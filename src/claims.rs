//! Raw provider claims and the mapping that normalizes them.
//!
//! Every provider speaks its own claim vocabulary: one names the avatar claim
//! `image_url`, another `picture`; one nests role and permissions under
//! organization-scoped claims, another uses flat generic ones. A [`ClaimMap`]
//! captures that vocabulary per provider, so adding a vendor means supplying
//! a new mapping, never changing the normalizer contract.

use serde_json::Value;

use crate::identity::Identity;

/// Raw claims as returned by a verified token payload or a profile endpoint.
///
/// Always a JSON object on the success path; never handed to tool handlers
/// directly.
pub type RawClaims = Value;

/// Claim-name mapping from one provider's vocabulary to the stable
/// [`Identity`] shape.
#[derive(Debug, Clone)]
pub struct ClaimMap {
    /// Claim carrying the stable user id (default: `sub`).
    pub user_id: String,
    /// Claim carrying the email address.
    pub email: Option<String>,
    /// Claim carrying a ready-made display name, preferred when present.
    pub name: Option<String>,
    /// Claim carrying the given name, concatenated with `last_name`.
    pub first_name: Option<String>,
    /// Claim carrying the family name.
    pub last_name: Option<String>,
    /// Claim carrying the avatar URL.
    pub picture: Option<String>,
    /// Organization id claim.
    pub org_id: Option<String>,
    /// Organization-scoped role claim; takes precedence over `role`.
    pub org_role: Option<String>,
    /// Organization-scoped permissions claim; takes precedence over
    /// `permissions`.
    pub org_permissions: Option<String>,
    /// Generic role claim, used when no organization-scoped role exists.
    pub role: Option<String>,
    /// Generic permissions claim, used when no organization-scoped
    /// permissions exist.
    pub permissions: Option<String>,
}

impl Default for ClaimMap {
    fn default() -> Self {
        Self {
            user_id: "sub".to_string(),
            email: Some("email".to_string()),
            name: Some("name".to_string()),
            first_name: None,
            last_name: None,
            picture: Some("picture".to_string()),
            org_id: None,
            org_role: None,
            org_permissions: None,
            role: None,
            permissions: None,
        }
    }
}

impl ClaimMap {
    /// Claim mapping for Clerk session tokens and userinfo responses.
    pub fn clerk() -> Self {
        Self {
            user_id: "sub".to_string(),
            email: Some("email".to_string()),
            name: Some("name".to_string()),
            first_name: Some("first_name".to_string()),
            last_name: Some("last_name".to_string()),
            picture: Some("image_url".to_string()),
            org_id: Some("org_id".to_string()),
            org_role: Some("org_role".to_string()),
            org_permissions: Some("org_permissions".to_string()),
            role: Some("role".to_string()),
            permissions: Some("permissions".to_string()),
        }
    }

    /// Claim mapping for WorkOS AuthKit access tokens.
    pub fn authkit() -> Self {
        Self {
            user_id: "sub".to_string(),
            email: Some("email".to_string()),
            name: None,
            first_name: Some("first_name".to_string()),
            last_name: Some("last_name".to_string()),
            picture: Some("picture".to_string()),
            org_id: Some("org_id".to_string()),
            org_role: None,
            org_permissions: None,
            role: Some("role".to_string()),
            permissions: Some("permissions".to_string()),
        }
    }

    /// Translate raw claims into an [`Identity`].
    ///
    /// Total: absent or malformed optional claims produce absent output
    /// fields, never an error. The `user_id` field is left empty when the
    /// mapped claim is missing; callers on the verification path reject such
    /// claims before this record reaches a handler.
    pub fn normalize(&self, claims: &RawClaims) -> Identity {
        let obj = match claims.as_object() {
            Some(obj) => obj,
            None => return Identity::default(),
        };

        let get_str =
            |key: &Option<String>| key.as_ref().and_then(|k| obj.get(k)).and_then(Value::as_str);

        let name = get_str(&self.name).map(String::from).or_else(|| {
            let first = get_str(&self.first_name);
            let last = get_str(&self.last_name);
            match (first, last) {
                (None, None) => None,
                (first, last) => Some(
                    [first, last]
                        .into_iter()
                        .flatten()
                        .collect::<Vec<_>>()
                        .join(" "),
                ),
            }
        });

        // Organization-scoped claims win over generic ones when both exist;
        // a present-but-empty organization list still counts as present.
        let org_role = get_str(&self.org_role)
            .or_else(|| get_str(&self.role))
            .map(String::from);
        let permissions = self
            .org_permissions
            .as_ref()
            .and_then(|k| obj.get(k))
            .map(parse_string_list)
            .or_else(|| {
                self.permissions
                    .as_ref()
                    .and_then(|k| obj.get(k))
                    .map(parse_string_list)
            })
            .unwrap_or_default();

        Identity {
            user_id: obj
                .get(&self.user_id)
                .and_then(Value::as_str)
                .unwrap_or_default()
                .to_string(),
            email: get_str(&self.email).map(String::from),
            name,
            picture: get_str(&self.picture).map(String::from),
            org_id: get_str(&self.org_id).map(String::from),
            org_role,
            permissions,
            scopes: parse_scopes(claims),
            expires_at: obj.get("exp").and_then(Value::as_u64),
        }
    }
}

/// Parse OAuth scopes from token claims.
///
/// Handles both the space-separated `scope` string and array forms, plus the
/// `scp` variant some providers emit.
pub fn parse_scopes(claims: &Value) -> Vec<String> {
    for key in ["scope", "scp"] {
        if let Some(value) = claims.get(key) {
            let parsed = parse_string_list(value);
            if !parsed.is_empty() {
                return parsed;
            }
        }
    }
    Vec::new()
}

/// Parse a claim value that may be an array of strings or a space-separated
/// string into a list. Anything else yields an empty list.
fn parse_string_list(value: &Value) -> Vec<String> {
    match value {
        Value::String(s) => s.split_whitespace().map(String::from).collect(),
        Value::Array(items) => items
            .iter()
            .filter_map(Value::as_str)
            .map(String::from)
            .collect(),
        _ => Vec::new(),
    }
}

/// Current time as Unix epoch seconds.
pub(crate) fn unix_now() -> u64 {
    std::time::SystemTime::now()
        .duration_since(std::time::UNIX_EPOCH)
        .map(|d| d.as_secs())
        .unwrap_or(0)
}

Exercise
Your task is to retype the complete material exactly as it was given.

Expected output
filename src/claims.rs
//! Raw provider claims and the mapping that normalizes them.
//!
//! Every provider speaks its own claim vocabulary: one names the avatar claim
//! `image_url`, another `picture`; one nests role and permissions under
//! organization-scoped claims, another uses flat generic ones. A [`ClaimMap`]
//! captures that vocabulary per provider, so adding a vendor means supplying
//! a new mapping, never changing the normalizer contract.

use serde_json::Value;

use crate::identity::Identity;

/// Raw claims as returned by a verified token payload or a profile endpoint.
///
/// Always a JSON object on the success path; never handed to tool handlers
/// directly.
pub type RawClaims = Value;

/// Claim-name mapping from one provider's vocabulary to the stable
/// [`Identity`] shape.
#[derive(Debug, Clone)]
pub struct ClaimMap {
    /// Claim carrying the stable user id (default: `sub`).
    pub user_id: String,
    /// Claim carrying the email address.
    pub email: Option<String>,
    /// Claim carrying a ready-made display name, preferred when present.
    pub name: Option<String>,
    /// Claim carrying the given name, concatenated with `last_name`.
    pub first_name: Option<String>,
    /// Claim carrying the family name.
    pub last_name: Option<String>,
    /// Claim carrying the avatar URL.
    pub picture: Option<String>,
    /// Organization id claim.
    pub org_id: Option<String>,
    /// Organization-scoped role claim; takes precedence over `role`.
    pub org_role: Option<String>,
    /// Organization-scoped permissions claim; takes precedence over
    /// `permissions`.
    pub org_permissions: Option<String>,
    /// Generic role claim, used when no organization-scoped role exists.
    pub role: Option<String>,
    /// Generic permissions claim, used when no organization-scoped
    /// permissions exist.
    pub permissions: Option<String>,
}

impl Default for ClaimMap {
    fn default() -> Self {
        Self {
            user_id: "sub".to_string(),
            email: Some("email".to_string()),
            name: Some("name".to_string()),
            first_name: None,
            last_name: None,
            picture: Some("picture".to_string()),
            org_id: None,
            org_role: None,
            org_permissions: None,
            role: None,
            permissions: None,
        }
    }
}

impl ClaimMap {
    /// Claim mapping for Clerk session tokens and userinfo responses.
    pub fn clerk() -> Self {
        Self {
            user_id: "sub".to_string(),
            email: Some("email".to_string()),
            name: Some("name".to_string()),
            first_name: Some("first_name".to_string()),
            last_name: Some("last_name".to_string()),
            picture: Some("image_url".to_string()),
            org_id: Some("org_id".to_string()),
            org_role: Some("org_role".to_string()),
            org_permissions: Some("org_permissions".to_string()),
            role: Some("role".to_string()),
            permissions: Some("permissions".to_string()),
        }
    }

    /// Claim mapping for WorkOS AuthKit access tokens.
    pub fn authkit() -> Self {
        Self {
            user_id: "sub".to_string(),
            email: Some("email".to_string()),
            name: None,
            first_name: Some("first_name".to_string()),
            last_name: Some("last_name".to_string()),
            picture: Some("picture".to_string()),
            org_id: Some("org_id".to_string()),
            org_role: None,
            org_permissions: None,
            role: Some("role".to_string()),
            permissions: Some("permissions".to_string()),
        }
    }

    /// Translate raw claims into an [`Identity`].
    ///
    /// Total: absent or malformed optional claims produce absent output
    /// fields, never an error. The `user_id` field is left empty when the
    /// mapped claim is missing; callers on the verification path reject such
    /// claims before this record reaches a handler.
    pub fn normalize(&self, claims: &RawClaims) -> Identity {
        let obj = match claims.as_object() {
            Some(obj) => obj,
            None => return Identity::default(),
        };

        let get_str =
            |key: &Option<String>| key.as_ref().and_then(|k| obj.get(k)).and_then(Value::as_str);

        let name = get_str(&self.name).map(String::from).or_else(|| {
            let first = get_str(&self.first_name);
            let last = get_str(&self.last_name);
            match (first, last) {
                (None, None) => None,
                (first, last) => Some(
                    [first, last]
                        .into_iter()
                        .flatten()
                        .collect::<Vec<_>>()
                        .join(" "),
                ),
            }
        });

        // Organization-scoped claims win over generic ones when both exist;
        // a present-but-empty organization list still counts as present.
        let org_role = get_str(&self.org_role)
            .or_else(|| get_str(&self.role))
            .map(String::from);
        let permissions = self
            .org_permissions
            .as_ref()
            .and_then(|k| obj.get(k))
            .map(parse_string_list)
            .or_else(|| {
                self.permissions
                    .as_ref()
                    .and_then(|k| obj.get(k))
                    .map(parse_string_list)
            })
            .unwrap_or_default();

        Identity {
            user_id: obj
                .get(&self.user_id)
                .and_then(Value::as_str)
                .unwrap_or_default()
                .to_string(),
            email: get_str(&self.email).map(String::from),
            name,
            picture: get_str(&self.picture).map(String::from),
            org_id: get_str(&self.org_id).map(String::from),
            org_role,
            permissions,
            scopes: parse_scopes(claims),
            expires_at: obj.get("exp").and_then(Value::as_u64),
        }
    }
}

/// Parse OAuth scopes from token claims.
///
/// Handles both the space-separated `scope` string and array forms, plus the
/// `scp` variant some providers emit.
pub fn parse_scopes(claims: &Value) -> Vec<String> {
    for key in ["scope", "scp"] {
        if let Some(value) = claims.get(key) {
            let parsed = parse_string_list(value);
            if !parsed.is_empty() {
                return parsed;
            }
        }
    }
    Vec::new()
}

/// Parse a claim value that may be an array of strings or a space-separated
/// string into a list. Anything else yields an empty list.
fn parse_string_list(value: &Value) -> Vec<String> {
    match value {
        Value::String(s) => s.split_whitespace().map(String::from).collect(),
        Value::Array(items) => items
            .iter()
            .filter_map(Value::as_str)
            .map(String::from)
            .collect(),
        _ => Vec::new(),
    }
}

/// Current time as Unix epoch seconds.
pub(crate) fn unix_now() -> u64 {
    std::time::SystemTime::now()
        .duration_since(std::time::UNIX_EPOCH)
        .map(|d| d.as_secs())
        .unwrap_or(0)
}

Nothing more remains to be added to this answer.